The Newton-Kepler law of planetary motion

In the previous posts, we discussed Kepler’s laws of planetary motion and the application of Kepler’s third law in the solar system.

\begin{equation}
T^2 = \frac{4\pi^2}{GM}a^3
\end{equation}

The reason why it works well within the solar system is because of the mass of the Sun. It dwarfs the planetary mass so much that the planet can be considered a point-like object.

\begin{equation}
\begin{aligned}
M_{\text{solar system bodies}} &= 2.66757168\times10^{27}\,\text{kg} \\
M_{\text{Sun}} &= 1.98847542\times10^{30}\,\text{kg} \\
\end{aligned}
\end{equation}

\begin{equation}
\text{mass ratio} = \frac{M_{\text{solar system bodies}}}{M_{\text{Sun}}} = 1.34151604\times10^{-3}
\end{equation}

However, this ratio does not hold everywhere. There are multi-body systems with comparable or even equal masses. To account for these problems, we must use the Newtonian counterpart of Kepler’s third law.

\begin{equation}
T^2 = \frac{4\pi^2}{G(m_1 + m_2)}a^3
\end{equation}

As can be seen from equation $(1)$ and $(4)$, Kepler’s third law and its Newtonian counterpart differ only in the inclusion of the secondary mass. To fully understand the differences, we need to understand the concept of the center of mass.

Center of mass

Consider a uniform rod such that the mass is distributed equally throughout its length. We can tell from our everyday experience that such a rod can be balanced at its midpoint. Let’s imagine the beam being balanced on its center point as shown below,

We now attach a mass $m_1$ to one end of the rod. The attached mass will produce a torque in the rod and start tilting it towards the direction of acting force (downwards).

As we know that the torque produced is the product of force and the moment arm so,

\begin{equation}
\begin{aligned}
\tau &= F\times r_1\\
\tau &= m_1g\times r_1
\end{aligned}
\end{equation}

If we add another mass $m_2$ at the opposite side, it will try to balance out the torque produced by the mass $m_1$.

Now both of these masses are producing torques on their respective ends.
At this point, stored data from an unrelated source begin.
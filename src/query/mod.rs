//! Query planning and execution
//!
//! Answers typed filter queries over the match index and store:
//!
//! - **Filters**: `AnalyticsFilters` builder, the shared query input
//! - **Plan**: selectivity-ordered steps with a cache-tier decision
//! - **Cache**: bounded TTL result cache with pattern invalidation
//! - **Optimizer**: the executor tying index, store and cache together

mod cache;
mod error;
mod filters;
mod optimizer;
mod plan;

pub use cache::{QueryCache, QueryCacheConfig};
pub use error::{QueryError, QueryResult};
pub use filters::{AnalyticsFilters, DateRange};
pub use optimizer::{QueryKindStats, QueryOptimizer};
pub use plan::{CacheTier, FilterDimension, PlanStep, QueryKind, QueryPlan};
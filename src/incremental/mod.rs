//! Incremental recomputation
//!
//! Avoids re-running analytics over matches already processed:
//!
//! - **Checkpoint**: one durable "last processed match" marker per player,
//!   persisted as a single atomically-rewritten JSON document
//! - **Updater**: walks matches newer than the checkpoint in fixed-size
//!   batches, records per-batch failures without aborting, advances the
//!   checkpoint and invalidates the player's cached queries

mod checkpoint;
mod error;
mod updater;

pub use checkpoint::{CheckpointManager, UpdateCheckpoint, ANALYTICS_VERSION};
pub use error::{UpdateError, UpdateResult};
pub use updater::{IncrementalAnalyticsUpdater, IncrementalUpdaterConfig, UpdateReport};
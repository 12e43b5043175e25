//! Query error types
//!
//! Defines all error conditions that can occur while planning and
//! executing an optimized match query.

use thiserror::Error;

/// Errors that can occur during query operations
#[derive(Error, Debug)]
pub enum QueryError {
    /// Index lookup or another execution stage failed; single-candidate
    /// hydration misses are skipped, never raised
    #[error("Query optimization failed: {0}")]
    Optimization(String),

    /// Invalid filter combination
    #[error("Invalid filter: {0}")]
    InvalidFilter(String),

    /// Invalid date range (start >= end)
    #[error("Invalid date range: start must be less than end")]
    InvalidDateRange,
}

/// Result type for query operations
pub type QueryResult<T> = Result<T, QueryError>;
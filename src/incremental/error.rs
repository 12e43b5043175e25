//! Incremental update error types
//!
//! Checkpoint persistence failures propagate - a failed write must not
//! silently report success, since it would break the "no missed updates"
//! guarantee. Per-batch analysis failures are recorded in the update
//! report instead.

use thiserror::Error;

/// Errors that can occur during incremental updates
#[derive(Error, Debug)]
pub enum UpdateError {
    /// Checkpoint file I/O failed
    #[error("IO error: {0}")]
    Io(#[from] std::io::Error),

    /// Checkpoint serialization failed
    #[error("Serialization error: {0}")]
    Serialization(String),

    /// Match store failure while fetching a player's history
    #[error("Match store error: {0}")]
    Store(#[from] crate::store::StoreError),

    /// Lock acquisition failed
    #[error("Lock error: {0}")]
    Lock(String),
}

impl From<serde_json::Error> for UpdateError {
    fn from(err: serde_json::Error) -> Self {
        UpdateError::Serialization(err.to_string())
    }
}

/// Result type alias for incremental update operations
pub type UpdateResult<T> = Result<T, UpdateError>;
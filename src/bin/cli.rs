//! Rift CLI
//!
//! Command-line interface over a JSON match file:
//! - Index statistics
//! - Filtered match queries
//! - Incremental analytics updates
//! - Checkpoint inspection and cleanup

use clap::{Parser, Subcommand};
use rift::batch::{AnalyticsBatchProcessor, BatchOptions, BatchProcessor};
use rift::config::Config;
use rift::engine::{AnalyticsEngine, BasicAnalyticsEngine, CacheInvalidator};
use rift::incremental::{CheckpointManager, IncrementalAnalyticsUpdater};
use rift::index::MatchIndex;
use rift::query::{AnalyticsFilters, QueryKind, QueryOptimizer};
use rift::store::{InMemoryMatchStore, MatchStore};
use std::path::PathBuf;
use std::sync::Arc;

#[derive(Parser)]
#[command(name = "rift")]
#[command(version = env!("CARGO_PKG_VERSION"))]
#[command(about = "League of Legends match analytics")]
pub struct Cli {
    #[command(subcommand)]
    pub command: Commands,

    /// JSON match file (default: from config)
    #[arg(long, global = true)]
    pub matches: Option<PathBuf>,

    /// Config file path
    #[arg(long, global = true)]
    pub config: Option<PathBuf>,
}

#[derive(Subcommand)]
pub enum Commands {
    /// Show index statistics for the match file
    Stats,

    /// Query matches with filters
    Query {
        /// Player puuids (repeatable)
        #[arg(short, long)]
        player: Vec<String>,
        /// Champion ids (repeatable)
        #[arg(short = 'C', long)]
        champion: Vec<i32>,
        /// Roles (repeatable)
        #[arg(short, long)]
        role: Vec<String>,
        /// Queue ids (repeatable)
        #[arg(short, long)]
        queue: Vec<i32>,
        /// Restrict to the last N days
        #[arg(short, long)]
        days: Option<i64>,
        /// Only matches the player won
        #[arg(long)]
        wins_only: bool,
        /// Result cap
        #[arg(short, long)]
        limit: Option<usize>,
    },

    /// Run an incremental analytics update for a player
    Update {
        /// Player puuid
        puuid: String,
        /// Reprocess the whole history
        #[arg(long)]
        full: bool,
    },

    /// Run batch analytics across all players in the file
    Analyze,

    /// Inspect or clean up checkpoints
    Checkpoints {
        #[command(subcommand)]
        action: CheckpointAction,
    },

    /// Print a default config file
    InitConfig,
}

#[derive(Subcommand)]
pub enum CheckpointAction {
    /// List all player checkpoints
    List,
    /// Remove checkpoints inactive longer than the configured age
    Cleanup,
}

#[tokio::main]
async fn main() -> anyhow::Result<()> {
    let cli = Cli::parse();

    let config = match &cli.config {
        Some(path) => Config::load_with_env(path)?,
        None => Config::load_default(),
    };

    let matches_path = cli
        .matches
        .clone()
        .unwrap_or_else(|| config.store.matches_path());

    match cli.command {
        Commands::Stats => {
            let (_store, index) = load_and_index(&matches_path)?;
            let stats = index.stats()?;
            println!("Matches indexed:  {}", stats.total_matches_indexed);
            println!("Players:          {}", stats.players);
            println!("Champions:        {}", stats.champions);
            println!("Roles:            {}", stats.roles);
            println!("Queues:           {}", stats.queues);
            println!("Days covered:     {}", stats.days);
            println!("Composite keys:   {}", stats.composite_keys);
        }

        Commands::Query {
            player,
            champion,
            role,
            queue,
            days,
            wins_only,
            limit,
        } => {
            let (store, index) = load_and_index(&matches_path)?;

            let mut filters = AnalyticsFilters::new().players(player);
            for id in champion {
                filters = filters.champion(id);
            }
            for r in role {
                filters = filters.role(r);
            }
            for q in queue {
                filters = filters.queue(q);
            }
            if let Some(days) = days {
                filters = filters.last_days(days);
            }
            if wins_only {
                filters = filters.wins_only();
            }
            if let Some(limit) = limit {
                filters = filters.limit(limit);
            }

            let optimizer = QueryOptimizer::with_cache_config(
                index,
                store as Arc<dyn MatchStore>,
                config.query.cache_config(),
            );
            let plan = optimizer.optimize(&filters, QueryKind::MatchLookup);
            let results = optimizer.execute(&filters, QueryKind::MatchLookup).await?;

            println!(
                "{} matches (plan cost {:.1}, tier {:?})",
                results.len(),
                plan.estimated_cost,
                plan.cache_tier
            );
            for m in &results {
                let date = m.created_at().map(|d| d.format("%Y-%m-%d %H:%M").to_string());
                println!(
                    "  {}  queue {}  {}  {} participants",
                    m.match_id,
                    m.queue_id,
                    date.unwrap_or_else(|| "unknown date".to_string()),
                    m.participants.len()
                );
            }
        }

        Commands::Update { puuid, full } => {
            let (store, _index) = load_and_index(&matches_path)?;
            let updater = build_updater(&config, store)?;

            let report = updater.update_player(&puuid, full).await?;
            println!("Player:            {}", report.player_puuid);
            println!("Matches processed: {}", report.matches_processed);
            println!("Batches run:       {}", report.batches_run);
            println!("Full update:       {}", report.full_update);
            println!("Duration:          {} ms", report.duration_ms);
            if !report.is_success() {
                println!("Degraded: {} batch error(s)", report.errors.len());
                for error in &report.errors {
                    println!("  {}", error);
                }
            }
        }

        Commands::Analyze => {
            let (store, _index) = load_and_index(&matches_path)?;
            let puuids: std::collections::BTreeSet<String> = store
                .all_matches()?
                .iter()
                .flat_map(|m| m.puuids().map(str::to_string))
                .collect();
            let puuids: Vec<String> = puuids.into_iter().collect();

            let engine = Arc::new(BasicAnalyticsEngine::new());
            let analytics = AnalyticsBatchProcessor::new(
                Arc::new(BatchProcessor::new()),
                Arc::clone(&engine) as Arc<dyn AnalyticsEngine>,
                store as Arc<dyn MatchStore>,
            );

            let mut options = BatchOptions::new();
            if let Some(workers) = config.batch.max_workers {
                options = options.max_workers(workers);
            }
            let report = analytics.batch_analyze_players(&puuids, options).await?;

            println!(
                "Batch {}: {} completed, {} failed",
                report.batch_id, report.progress.completed_tasks, report.progress.failed_tasks
            );
            let mut summaries: Vec<_> = report.results.values().collect();
            summaries.sort_by(|a, b| {
                b.win_rate
                    .partial_cmp(&a.win_rate)
                    .unwrap_or(std::cmp::Ordering::Equal)
            });
            for summary in summaries {
                println!(
                    "  {:<24} {:>3} games  {:>5.1}% wins  {:.2} kda",
                    summary.subject,
                    summary.matches_considered,
                    summary.win_rate * 100.0,
                    summary.avg_kda
                );
            }
        }

        Commands::Checkpoints { action } => {
            let checkpoints = CheckpointManager::open(config.store.checkpoints_path())?;
            match action {
                CheckpointAction::List => {
                    let mut all = checkpoints.all();
                    all.sort_by(|a, b| a.player_puuid.cmp(&b.player_puuid));
                    if all.is_empty() {
                        println!("No checkpoints.");
                    }
                    for c in all {
                        println!(
                            "{:<24} {:>6} matches  last: {}  updated: {}",
                            c.player_puuid,
                            c.processed_match_count,
                            c.last_processed_match_id.as_deref().unwrap_or("-"),
                            c.updated_at.format("%Y-%m-%d %H:%M")
                        );
                    }
                }
                CheckpointAction::Cleanup => {
                    let removed =
                        checkpoints.cleanup_stale(config.incremental.checkpoint_max_age_days)?;
                    println!("Removed {} stale checkpoint(s).", removed);
                }
            }
        }

        Commands::InitConfig => {
            print!("{}", rift::config::generate_default_config());
        }
    }

    Ok(())
}

fn load_and_index(path: &PathBuf) -> anyhow::Result<(Arc<InMemoryMatchStore>, Arc<MatchIndex>)> {
    let store = Arc::new(InMemoryMatchStore::load_json(path)?);
    let index = Arc::new(MatchIndex::new());
    for m in store.all_matches()? {
        index.add_match(&m)?;
    }
    Ok((store, index))
}

fn build_updater(
    config: &Config,
    store: Arc<InMemoryMatchStore>,
) -> anyhow::Result<IncrementalAnalyticsUpdater> {
    let checkpoints = CheckpointManager::open(config.store.checkpoints_path())?;
    Ok(IncrementalAnalyticsUpdater::with_config(
        store as Arc<dyn MatchStore>,
        Arc::new(BasicAnalyticsEngine::new()) as Arc<dyn AnalyticsEngine>,
        Arc::new(rift::engine::NullInvalidator) as Arc<dyn CacheInvalidator>,
        checkpoints,
        config.incremental.updater_config(),
    ))
}
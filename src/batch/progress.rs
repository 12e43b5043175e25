//! Batch progress tracking and processor metrics

use chrono::{DateTime, Utc};
use std::collections::HashMap;
use std::time::Instant;

/// Live counters for one running batch
///
/// Mutated under the processor's lock as tasks settle; snapshots are
/// handed to progress callbacks and returned in the final report.
#[derive(Debug, Clone)]
pub struct BatchProgress {
    pub batch_id: String,
    pub total_tasks: usize,
    pub completed_tasks: usize,
    pub failed_tasks: usize,
    pub cancelled_tasks: usize,
    /// One formatted entry per failed task
    pub errors: Vec<String>,
    pub started_at: DateTime<Utc>,
    /// Set exactly once, when the last task settles
    pub finished_at: Option<DateTime<Utc>>,
    started: Instant,
}

impl BatchProgress {
    pub(crate) fn new(batch_id: &str, total_tasks: usize) -> Self {
        Self {
            batch_id: batch_id.to_string(),
            total_tasks,
            completed_tasks: 0,
            failed_tasks: 0,
            cancelled_tasks: 0,
            errors: Vec::new(),
            started_at: Utc::now(),
            finished_at: None,
            started: Instant::now(),
        }
    }

    /// Tasks that reached any terminal state
    pub fn terminal_tasks(&self) -> usize {
        self.completed_tasks + self.failed_tasks + self.cancelled_tasks
    }

    /// Whether every task has settled
    pub fn is_complete(&self) -> bool {
        self.terminal_tasks() >= self.total_tasks
    }

    /// Terminal tasks as a percentage of the total
    pub fn progress_percentage(&self) -> f64 {
        if self.total_tasks == 0 {
            100.0
        } else {
            self.terminal_tasks() as f64 / self.total_tasks as f64 * 100.0
        }
    }

    /// Completed fraction among settled tasks
    pub fn success_rate(&self) -> f64 {
        let terminal = self.terminal_tasks();
        if terminal == 0 {
            0.0
        } else {
            self.completed_tasks as f64 / terminal as f64
        }
    }

    /// Remaining-time estimate extrapolated from completions so far
    pub fn eta_seconds(&self) -> Option<f64> {
        if self.completed_tasks == 0 || self.is_complete() {
            return None;
        }
        let elapsed = self.started.elapsed().as_secs_f64();
        let per_task = elapsed / self.completed_tasks as f64;
        Some(per_task * (self.total_tasks - self.terminal_tasks()) as f64)
    }

    /// Stamp the end time; later calls are no-ops
    pub(crate) fn finish(&mut self) {
        if self.finished_at.is_none() {
            self.finished_at = Some(Utc::now());
        }
    }
}

/// Final result of one batch run
///
/// Always returned, even for a cancelled batch - the counters describe
/// whatever settled before the flag was observed.
#[derive(Debug)]
pub struct BatchReport<T> {
    pub batch_id: String,
    pub progress: BatchProgress,
    /// Successful task outputs keyed by task id
    pub results: HashMap<String, T>,
    /// Failure messages keyed by task id
    pub errors: HashMap<String, String>,
}

/// Running totals across a processor's lifetime
#[derive(Debug, Clone, Default, PartialEq)]
pub struct ProcessorMetrics {
    pub batches_processed: u64,
    pub tasks_processed: u64,
    pub total_processing_ms: u64,
}

impl ProcessorMetrics {
    /// Mean wall-clock per batch in milliseconds
    pub fn avg_batch_ms(&self) -> f64 {
        if self.batches_processed == 0 {
            0.0
        } else {
            self.total_processing_ms as f64 / self.batches_processed as f64
        }
    }

    /// Mean tasks per batch
    pub fn avg_tasks_per_batch(&self) -> f64 {
        if self.batches_processed == 0 {
            0.0
        } else {
            self.tasks_processed as f64 / self.batches_processed as f64
        }
    }
}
As evident from equation $(1)$, the amount of torque generated depends on the mass of the object and the arm length. In the above figure, for $r_1 = r_2$, the mass $m_2$ will generate more torque and hence the beam will tilt on its side. We can write the torque produced by the two masses as,

\begin{equation}
\tau_1 = m_1r_1g
\end{equation}

\begin{equation}
\tau_2 = m_2r_2g
\end{equation}

For the beam to be balanced, both the torques produced must be equal.

\begin{equation*}
\begin{aligned}
\tau_1 &= \tau_2\\
m_1r_1g &= m_2r_2g\\
m_1r_1 &= m_2r_2
\end{aligned}
\end{equation*}

Rearranging the equation for the arm length, we get

\begin{equation}
r_1 = \frac{m_2}{m_1}r_2
\end{equation}

Equation $(8)$ shows that if both the masses are equal, the center of the mass is midway between the two masses. However, two solve for two unknowns, we need two equations. We also know that the sum of arm lengths of both the masses is equal to the length of the rod itself.

\begin{equation} r = r_1 + r_2 \end{equation}

Substituting equation$(8)$ in equation $(9)$ we get

\begin{equation*}
\begin{aligned}
r &= \frac{m_2}{m_1}r_2 + r_2\\
r &= \left(\frac{m_2}{m_1} + 1\right)r_2
\end{aligned}
\end{equation*}

\begin{equation}
r_2 = \frac{m_1}{m_1 + m_2}r
\end{equation}

Similarly, for $r_1$ we can write the equation

\begin{equation}
r_1 = \frac{m_2}{m_1 + m_2}r
\end{equation}

Equation $(10)$ and $(11)$ give the arm length for mass $m_2$ and $m_1$ respectively.